At the end of the first volume, Alldera escaped from the nightmare of the Holdfast in the middle of a civil war. As this volume opens she is wandering the forbidding country beyond. She is pregnant from having to 'service' her various masters, and this imperils her already precarious survival. But strange footprints lead her to a food cache. In the hope of catching up with the monsters who made the tracks, before the food runs out, she follows and finds monsters indeed - with two heads: one human. Only at the last moment does she realise they are human beings riding animals (for there were no animals in the Holdfast, not even domestic ones), and that the 'men' riding them, who she anticipates will kill her, are actually women.

These Riding Women take her into their community and nurse her so that her child is born healthy. They are the descendants of women who were genetically engineered to have a double set of DNA in their ova, for reasons that don't entirely make sense, but possibly were intended to create a set of well understood experimental subjects with little genetic drift. The scientists who worked on their development ensured that they can conceive - parthenogenesis, found in nature in species such as the aphid - by their ova being triggered into dividing and eventually becoming clones of themselves.

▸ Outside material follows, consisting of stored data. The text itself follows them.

//! Error types for mesh construction and mutation.

use thiserror::Error;

/// Result type for mesh operations.
pub type MeshResult<T> = Result<T, MeshError>;

/// Errors that can occur while building or mutating a half-edge mesh.
#[derive(Debug, Error)]
pub enum MeshError {
    /// A face references a vertex index outside the declared vertex range.
    #[error("face {face} references vertex {vertex}, but only {n_vertices} vertices exist")]
    VertexOutOfRange {
        /// Index of the offending face in the input list.
        face: usize,
        /// The out-of-range vertex index.
        vertex: u32,
        /// Number of vertices declared.
        n_vertices: usize,
    },

    /// A face repeats a vertex.
    #[error("face {face} is degenerate: repeated vertex {vertex}")]
    DegenerateFace {
        /// Index of the offending face in the input list.
        face: usize,
        /// The repeated vertex index.
        vertex: u32,
    },

    /// More than two faces share an edge.
    #[error("edge ({a}, {b}) is non-manifold: more than two incident faces")]
    NonManifoldEdge {
        /// First endpoint.
        a: u32,
        /// Second endpoint.
        b: u32,
    },

    /// Two faces traverse an edge in the same direction.
    #[error("inconsistent orientation across edge ({a}, {b})")]
    InconsistentOrientation {
        /// First endpoint.
        a: u32,
        /// Second endpoint.
        b: u32,
    },

    /// A vertex's incident faces do not form a single fan or disk.
    #[error("vertex {vertex} is non-manifold: incident faces do not form a single umbrella")]
    NonManifoldVertex {
        /// The offending vertex index.
        vertex: u32,
    },

    /// The mesh has no faces.
    #[error("mesh has no faces")]
    EmptyMesh,
}

#[cfg(test)]
mod tests {
    use super::*;

    #[test]
    fn test_error_display() {
        let err = MeshError::NonManifoldEdge { a: 3, b: 7 };
        assert_eq!(
            format!("{err}"),
            "edge (3, 7) is non-manifold: more than two incident faces"
        );

        let err = MeshError::EmptyMesh;
        assert_eq!(format!("{err}"), "mesh has no faces");
    }
}
//! Data model shared by the client and server halves of the protocol.
//!
//! Wire types (`ConfigResponse`, `Notification`, `ServiceAddress`) use the
//! camelCase JSON field names clients in the fleet already speak. Persisted
//! types (`ReleaseMessage`, `Release`) are bincode-encoded into sled.

mod change;
mod notification;
mod release;
mod service;
mod snapshot;

pub use change::*;
pub use notification::*;
pub use release::*;
pub use service::*;
pub use snapshot::*;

Implausibly, those scientists ensured this could be done only in the presence of horse semen, which leads to an 'inevitable' conclusion and a 'sex with horse ceremony' scene where the young women are 'mated' with young colts while lying in a contraption to hopefully allow them to survive the experience. A lot of readers might find this risible or repulsive. It certainly wasn't the only method that could have been employed, but is part of the ambivalent bond that the women have with their horses. Ambivalent, because the women also routinely kill their horses for meat.

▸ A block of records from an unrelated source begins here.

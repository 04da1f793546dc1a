use std::collections::BTreeMap;

use super::properties::parse;
use super::properties::render;

#[test]
fn test_parse_supported_separators_and_comments() {
    let input = r#"
# comment
! another comment
timeout=100
host : db.internal
name   beacon
empty=
"#;
    let values = parse(input);

    assert_eq!(values.get("timeout").map(String::as_str), Some("100"));
    assert_eq!(values.get("host").map(String::as_str), Some("db.internal"));
    assert_eq!(values.get("name").map(String::as_str), Some("beacon"));
    assert_eq!(values.get("empty").map(String::as_str), Some(""));
    assert_eq!(values.len(), 4);
}

#[test]
fn test_parse_line_continuation_and_escapes() {
    let input = "list=a,\\\n    b,\\\n    c\npath=C\\:\\\\tmp\nmulti=line1\\nline2\n";
    let values = parse(input);

    assert_eq!(values["list"], "a,b,c");
    assert_eq!(values["path"], "C:\\tmp");
    assert_eq!(values["multi"], "line1\nline2");
}

#[test]
fn test_render_then_parse_preserves_awkward_values() {
    let mut values = BTreeMap::new();
    values.insert("key with space".to_string(), " leading space".to_string());
    values.insert("a=b".to_string(), "x:y#z".to_string());
    values.insert("newline".to_string(), "1\n2".to_string());

    let text = render("beacon cache", &values);
    assert!(text.starts_with("# beacon cache\n"));
    assert_eq!(parse(&text), values);
}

The various tribes of women consists of an extended web of connections, with identical mothers and daughters of different ages spread out between the tribes. They depend on their horses which they have bred for toughness, especially the mares, and live in harmony with the environment. Crucially however, this is no paradise: apart from the raiding between groups which sometimes lead to deaths or injuries, and the predations of a vicious creature which sounds like a genetically engineered rat, there are tensions among the women, sometimes resulting in feuds where they injure or kill each other. However, to some extent, they make allowances for their mutual flaws as they know the traits of each 'Motherline'. In a sense, everyone is predictable, which is not the case with Alldera or the 'free fems' a population of escaped fems from the Holdfast who trade with the women and live in an uneasy accord with them. Alldera had always believed the 'free fems' to be a myth. Her original mission in the Holdfast had been to escape and find them to ask for their help in freeing their fellow captives, but by the time she does meet them, she discovers that they are full of talk rather than practical help.

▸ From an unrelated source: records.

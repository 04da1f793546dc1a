use std::time::SystemTime;
use std::time::UNIX_EPOCH;

/// return millisecond
pub(crate) fn get_now_as_u64_ms() -> u64 {
    SystemTime::now()
        .duration_since(UNIX_EPOCH)
        .map(|d| d.as_millis() as u64)
        .unwrap_or_default()
}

The main hardship of Riding Woman existence is that when the grass wears thin due to the rains coming late, they have to slaughter horses, and Alldera witnesses this in a graphic scene. This notion leads to a rather silly scene when a wild mare she has tamed is killed: although the women don't truly understand the genetic basis of their creation, surely they would realise it would be better to breed from this mare to introduce some needed variation into their herds? Anyway, this aspect will probably put some readers off.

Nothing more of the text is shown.